*WHAT TO PRODUCE*.
Across the entries, how many lines have the string "mapped" in them? Reply with only a number.

*DATA TO EXAMINE*.
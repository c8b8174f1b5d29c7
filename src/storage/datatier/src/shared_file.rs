use super::*;

/// Storage that lives in a file mapped with `MAP_SHARED`. Every process which
/// opens the same path maps the same pages, so when the file lives on a tmpfs
/// such as `/dev/shm` this is a named shared memory segment. The segment
/// outlives the processes which map it and is only removed by deleting the
/// file.
///
/// Creation and attachment are serialized with an advisory lock on the file.
/// The header is written only after the data region was initialized, so a
/// creator which dies part way leaves behind a segment that fails validation
/// rather than one that looks valid.
pub struct SharedFile {
    mmap: MmapMut,
    data: Range<usize>,
    created: bool,
    // device and inode of the backing file
    identity: (u64, u64),
}

impl SharedFile {
    /// Open the segment at the given path, creating it if `create` is set and
    /// the file does not exist yet.
    ///
    /// When the segment is created, the file is sized to hold `data_size`
    /// bytes after the header and `init` is called with the zeroed data
    /// region before the header is published. If `init` fails the file is
    /// truncated back to zero length so that a later open starts over.
    ///
    /// When attaching to an existing segment, `data_size` is ignored in favor
    /// of the size recorded in the header, and the header is checked against
    /// `user_version`.
    ///
    /// Returns an error with kind `NotFound` if the file does not exist, or is
    /// empty, and `create` is not set, `TimedOut` if the file lock could not be taken
    /// within `timeout`, and `InvalidData` if the segment fails validation.
    pub fn open<T, F>(
        path: T,
        data_size: usize,
        user_version: u64,
        create: bool,
        timeout: Duration,
        init: F,
    ) -> Result<Self, std::io::Error>
    where
        T: AsRef<Path>,
        F: FnOnce(&mut [u8]) -> Result<(), std::io::Error>,
    {
        let path = path.as_ref();
        let deadline = Instant::now() + timeout;

        let (file, identity) = open_locked(path, create, deadline)?;

        // the attachment is counted before the lock is released so that a
        // concurrent destroy never misses it
        let result = Self::attach(&file, data_size, user_version, create, identity, init)
            .map(|segment| {
                let attached = segment.header().attached.fetch_add(1, Ordering::AcqRel) + 1;
                (segment, attached)
            });
        unlock(&file);

        let (segment, attached) = result?;
        debug!(
            "{} segment {} with {} bytes of data, {} attached",
            if segment.created { "created" } else { "attached" },
            path.display(),
            segment.data.end - segment.data.start,
            attached,
        );

        Ok(segment)
    }

    // must be called while holding the file lock
    fn attach<F: FnOnce(&mut [u8]) -> Result<(), std::io::Error>>(
        file: &File,
        data_size: usize,
        user_version: u64,
        create: bool,
        identity: (u64, u64),
        init: F,
    ) -> Result<Self, std::io::Error> {
        let len = file.metadata()?.len() as usize;

        if len == 0 {
            // an empty file is left behind by a create which failed or died
            // before sizing the file, it holds no segment
            if !create {
                return Err(Error::new(
                    ErrorKind::NotFound,
                    "segment was never initialized",
                ));
            }

            let total_size = total_size(data_size);

            // grow the file to match the total size, the new pages are zeroed
            file.set_len(total_size as u64)?;

            let mut mmap = unsafe { MmapOptions::new().populate().map_mut(file)? };

            // data resides after the header
            let data = Range {
                start: HEADER_SIZE,
                end: HEADER_SIZE + data_size,
            };

            if let Err(e) = init(&mut mmap[data.start..data.end]) {
                drop(mmap);
                let _ = file.set_len(0);
                return Err(e);
            }

            let header = Header::new(data_size, user_version);

            // write the header to the file using memcpy
            // SAFETY: we know the source is exactly HEADER_SIZE and that the
            // destination is at least as large. We also know that they are both
            // properly aligned and do not overlap.
            unsafe {
                let src = header.as_bytes().as_ptr();
                let dst = mmap.as_mut_ptr();
                std::ptr::copy_nonoverlapping(src, dst, HEADER_SIZE);
            }

            return Ok(Self {
                mmap,
                data,
                created: true,
                identity,
            });
        }

        if len < HEADER_SIZE {
            return Err(Error::new(ErrorKind::InvalidData, "segment is truncated"));
        }

        let mmap = unsafe { MmapOptions::new().populate().map_mut(file)? };

        // SAFETY: the mapping is page aligned and at least HEADER_SIZE long
        let header = unsafe { &*(mmap.as_ptr() as *const Header) };
        header.check(user_version)?;

        let data_size = header.data_size();
        if total_size(data_size) != len {
            return Err(Error::new(ErrorKind::InvalidData, "segment size mismatch"));
        }

        Ok(Self {
            mmap,
            data: Range {
                start: HEADER_SIZE,
                end: HEADER_SIZE + data_size,
            },
            created: false,
            identity,
        })
    }

    /// Removes the backing file. Processes which still have the segment mapped
    /// keep their mapping, new opens will create a fresh segment.
    pub fn remove<T: AsRef<Path>>(path: T) -> Result<(), std::io::Error> {
        std::fs::remove_file(path)
    }

    /// Removes the backing file if no other handle is attached to this
    /// segment, and returns the number of other attachments. Nothing is
    /// removed unless that number is zero.
    ///
    /// The check and the removal happen under the file lock, so an open which
    /// is waiting on the lock notices the removal and starts a fresh segment
    /// rather than attaching to this one. If the path no longer refers to
    /// this segment it is left alone.
    pub fn destroy<T: AsRef<Path>>(&self, path: T, timeout: Duration) -> Result<u64, std::io::Error> {
        let path = path.as_ref();
        let deadline = Instant::now() + timeout;

        let file = match OpenOptions::new().read(true).open(path) {
            Ok(file) => file,
            Err(e) if e.kind() == ErrorKind::NotFound => return Ok(0),
            Err(e) => return Err(e),
        };

        lock(&file, deadline)?;
        let result = file.metadata().and_then(|locked| {
            let linked = match std::fs::metadata(path) {
                Ok(metadata) => Some(identity(&metadata)),
                Err(e) if e.kind() == ErrorKind::NotFound => None,
                Err(e) => return Err(e),
            };
            if identity(&locked) != self.identity || linked != Some(self.identity) {
                debug!("{} was replaced, not removing it", path.display());
                return Ok(0);
            }
            let others = self.attached().saturating_sub(1);
            if others == 0 {
                std::fs::remove_file(path)?;
            }
            Ok(others)
        });
        unlock(&file);

        result
    }

    pub fn header(&self) -> &Header {
        // SAFETY: the mapping is page aligned and begins with a header which
        // was either written or validated when the segment was opened
        unsafe { &*(self.mmap.as_ptr() as *const Header) }
    }

    /// Returns true if this handle created the segment.
    pub fn created(&self) -> bool {
        self.created
    }

    /// Number of live attachments across all processes, including this one.
    pub fn attached(&self) -> u64 {
        self.header().attached()
    }

    pub fn time_unix_s(&self) -> u32 {
        self.header().time_unix_s()
    }
}

impl Drop for SharedFile {
    fn drop(&mut self) {
        let _ = self
            .header()
            .attached
            .fetch_update(Ordering::AcqRel, Ordering::Acquire, |v| {
                Some(v.saturating_sub(1))
            });
    }
}

impl Datapool for SharedFile {
    fn as_slice(&self) -> &[u8] {
        &self.mmap[self.data.start..self.data.end]
    }

    fn as_mut_slice(&mut self) -> &mut [u8] {
        &mut self.mmap[self.data.start..self.data.end]
    }

    fn flush(&mut self) -> Result<(), std::io::Error> {
        self.mmap.flush()
    }
}

/// Opens the file and takes its lock. If the file was removed while waiting
/// for the lock it is opened again, so the returned file is always the one
/// the path refers to.
fn open_locked(path: &Path, create: bool, deadline: Instant) -> Result<(File, (u64, u64)), Error> {
    loop {
        let file = OpenOptions::new()
            .read(true)
            .write(true)
            .create(create)
            .mode(0o644)
            .open(path)?;

        lock(&file, deadline)?;

        // dropping the file on any return below releases the lock
        let locked = identity(&file.metadata()?);
        match std::fs::metadata(path) {
            Ok(metadata) if identity(&metadata) == locked => return Ok((file, locked)),
            Ok(_) => {}
            Err(e) if e.kind() == ErrorKind::NotFound => {}
            Err(e) => return Err(e),
        }

        trace!("{} was removed while waiting, reopening", path.display());

        if Instant::now() >= deadline {
            return Err(Error::new(
                ErrorKind::TimedOut,
                "timed out waiting for segment lock",
            ));
        }
    }
}

fn identity(metadata: &Metadata) -> (u64, u64) {
    (metadata.dev(), metadata.ino())
}

fn lock(file: &File, deadline: Instant) -> Result<(), std::io::Error> {
    loop {
        if unsafe { libc::flock(file.as_raw_fd(), libc::LOCK_EX | libc::LOCK_NB) } == 0 {
            return Ok(());
        }
        let e = Error::last_os_error();
        match e.raw_os_error() {
            Some(libc::EINTR) => continue,
            Some(libc::EWOULDBLOCK) => {}
            _ => return Err(e),
        }
        if Instant::now() >= deadline {
            return Err(Error::new(
                ErrorKind::TimedOut,
                "timed out waiting for segment lock",
            ));
        }
        std::thread::sleep(Duration::from_millis(1));
    }
}

fn unlock(file: &File) {
    // closing the file would release the lock as well
    unsafe {
        libc::flock(file.as_raw_fd(), libc::LOCK_UN);
    }
}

*THE COMPLETED TASK*.
2